Sorry for the rough start to you day, but it sounds like you were rewarded by the blooming of that pretty BES. I've never heard of it, but long bloom time appeals to me. I dearly love BES, but wish they stayed in bloom all summer long. Any monarch caterpillars yet? I have three big ones! They are devouring my milkweed, but that's okay, it's why I grow it!

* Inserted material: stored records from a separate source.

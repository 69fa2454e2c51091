//! Event-to-request mapping.
//!
//! # Responsibilities
//! - Describe the outbound request (`RequestDescriptor`)
//! - Select and normalize the request path
//! - Build the default headers and JSON body from the event
//!
//! # Default Policy
//! - `POST` to the mapped path, or `/custom-event` when nothing maps
//! - `x-event-source` from a truthy scalar `eventSource`, else `aws:custom-event`
//! - `content-type: application/json`, `content-length` from the body

use std::fmt;
use std::path::PathBuf;
use std::sync::Arc;

use axum::http::{header, HeaderMap, HeaderName, HeaderValue, Method, Request};
use bytes::Bytes;
use http_body_util::Full;
use serde_json::Value;

use crate::config::RequestConfig;
use crate::error::BridgeError;
use crate::proxy::context::{Event, InvocationContext, ProxyOptions};
use crate::proxy::pipeline::EventToRequestMapper;

/// Header carrying the event's source tag.
pub const X_EVENT_SOURCE: HeaderName = HeaderName::from_static("x-event-source");

/// Header carrying the invocation id.
pub const X_REQUEST_ID: HeaderName = HeaderName::from_static("x-request-id");

/// One outbound request, built fresh per invocation.
#[derive(Debug, Clone)]
pub struct RequestDescriptor {
    pub method: Method,
    pub path: String,
    pub headers: HeaderMap,
    pub body: Bytes,
    /// Target transport endpoint.
    pub socket_path: PathBuf,
}

impl RequestDescriptor {
    /// Empty-bodied request to `path` (normalized) on `socket_path`.
    pub fn new(method: Method, path: impl AsRef<str>, socket_path: PathBuf) -> Self {
        let mut descriptor = Self {
            method,
            path: normalize_path(path.as_ref()),
            headers: HeaderMap::new(),
            body: Bytes::new(),
            socket_path,
        };
        descriptor.set_body(Bytes::new());
        descriptor
    }

    /// Replace the body and keep `content-length` in step with it.
    pub fn set_body(&mut self, body: Bytes) {
        self.headers
            .insert(header::CONTENT_LENGTH, HeaderValue::from(body.len()));
        self.body = body;
    }

    /// Convert into a hyper request. Adds `host: localhost` when absent.
    pub fn into_request(self) -> Result<Request<Full<Bytes>>, BridgeError> {
        let mut request = Request::builder()
            .method(self.method)
            .uri(self.path)
            .body(Full::new(self.body))
            .map_err(|e| BridgeError::BuildRequest(Box::new(e)))?;

        *request.headers_mut() = self.headers;
        request
            .headers_mut()
            .entry(header::HOST)
            .or_insert(HeaderValue::from_static("localhost"));
        Ok(request)
    }
}

/// Prepend `/` to paths that lack it.
pub fn normalize_path(path: &str) -> String {
    if path.starts_with('/') {
        path.to_string()
    } else {
        format!("/{path}")
    }
}

/// Computes a path from the event and options. `None` or empty means default.
pub type PathMapperFn = Arc<dyn Fn(&Event, &ProxyOptions) -> Option<String> + Send + Sync>;

/// How the default mapper selects the request path.
#[derive(Clone, Default)]
pub enum PathMapping {
    /// Always the configured default path.
    #[default]
    Default,
    /// A fixed path.
    Fixed(String),
    /// A function of the event and options.
    Mapper(PathMapperFn),
}

impl PathMapping {
    pub fn fixed(path: impl Into<String>) -> Self {
        PathMapping::Fixed(path.into())
    }

    pub fn mapper<F>(f: F) -> Self
    where
        F: Fn(&Event, &ProxyOptions) -> Option<String> + Send + Sync + 'static,
    {
        PathMapping::Mapper(Arc::new(f))
    }

    /// Resolve to a normalized path.
    pub fn resolve(&self, event: &Event, options: &ProxyOptions, default_path: &str) -> String {
        let mapped = match self {
            PathMapping::Default => None,
            PathMapping::Fixed(path) => Some(path.clone()),
            PathMapping::Mapper(f) => f(event, options),
        };

        match mapped {
            Some(path) if !path.is_empty() => normalize_path(&path),
            _ => normalize_path(default_path),
        }
    }
}

impl fmt::Debug for PathMapping {
    fn fmt(&self, f: &mut fmt::Formatter<'_>) -> fmt::Result {
        match self {
            PathMapping::Default => f.write_str("Default"),
            PathMapping::Fixed(path) => f.debug_tuple("Fixed").field(path).finish(),
            PathMapping::Mapper(_) => f.write_str("Mapper(..)"),
        }
    }
}

/// Fallbacks used by the default mapper.
#[derive(Debug, Clone, PartialEq, Eq)]
pub struct RequestDefaults {
    pub default_path: String,
    pub default_event_source: String,
}

impl Default for RequestDefaults {
    fn default() -> Self {
        Self::from(&RequestConfig::default())
    }
}

impl From<&RequestConfig> for RequestDefaults {
    fn from(config: &RequestConfig) -> Self {
        Self {
            default_path: config.default_path.clone(),
            default_event_source: config.default_event_source.clone(),
        }
    }
}

/// The built-in event-to-request mapper.
pub fn general_event_to_request_mapper(
    paths: PathMapping,
    defaults: RequestDefaults,
) -> EventToRequestMapper {
    Arc::new(move |ctx: &InvocationContext| -> Result<RequestDescriptor, BridgeError> {
        let path = paths.resolve(&ctx.event, &ctx.options, &defaults.default_path);
        let body = ctx.event.to_json_bytes()?;

        let mut descriptor = RequestDescriptor::new(Method::POST, path, ctx.server.socket_path());
        descriptor
            .headers
            .insert(X_EVENT_SOURCE, event_source_header(&ctx.event, &defaults));
        descriptor.headers.insert(
            header::CONTENT_TYPE,
            HeaderValue::from_static("application/json"),
        );
        descriptor.set_body(body);
        Ok(descriptor)
    })
}

fn event_source_header(event: &Event, defaults: &RequestDefaults) -> HeaderValue {
    event
        .as_value()
        .get("eventSource")
        .and_then(event_source_tag)
        .and_then(|source| HeaderValue::from_str(&source).ok())
        .or_else(|| HeaderValue::from_str(&defaults.default_event_source).ok())
        .unwrap_or_else(|| HeaderValue::from_static("aws:custom-event"))
}

/// Tag for a truthy scalar `eventSource`. Empty strings, `0`, `false`,
/// `null` and containers have no tag.
fn event_source_tag(value: &Value) -> Option<String> {
    match value {
        Value::String(s) if !s.is_empty() => Some(s.clone()),
        Value::Number(n) if n.as_f64() != Some(0.0) => Some(n.to_string()),
        Value::Bool(true) => Some("true".to_owned()),
        _ => None,
    }
}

Patsi's 'Garden Endeavors' said...

Guess it was the 'Regal Elegence' .
If it's spent already...forget about it.
So I'm guessing one has to buy black-eyed susans every 2 years...think they're worth it.

Anonymous said...

Marnie,

I love triloba. I have been observing it for 3 years and would put it in the short-lived perennial category. I have carefully marked where blooming mature plants grew and plants have returned from that same root ball. It does self-seed here so I have been careful to note location. Seedlings transplant fairly easy when they are smaller than 4"-5", but bigger than 2". Birds love the seed heads, so it is worth leaving stand in winter. Here in zone 4 we don;t have to stake it. I don't think I would deadhead the primary stalk before bloom to thicken and bulk up the plant. I think that might cause it not to bloom, but if unsightly, you could dead head individual flowers although I have never seen the need.

trailrider731 said...

hay hay, let me know how the door knob repair goes? and does the book have a section in it on HOW TO REMOVE the remains of a broken key from the knob?? I sure could use some tips, found a few on the net, so far none have worked!!

Have a great day,
LM
the best is yet to come!!!

Kerri said...

Oh boy, what a day! The mind picture is hilarious :) I hope the door knob was an easy fix.
Your triloba has a slightly different flower than mine..it's a little bigger.
Mine seeds itself like a weed. I have to really be diligent about deadheading and then pulling seedlings in the spring...but I love it for the late blooms and height. It's hard to believe it won't self-sow for you, but time will tell. Seeds are easy to save. I'd say it's a biennial. It acts just like my Gloriosas. A few come back, but most self sow to make new plants.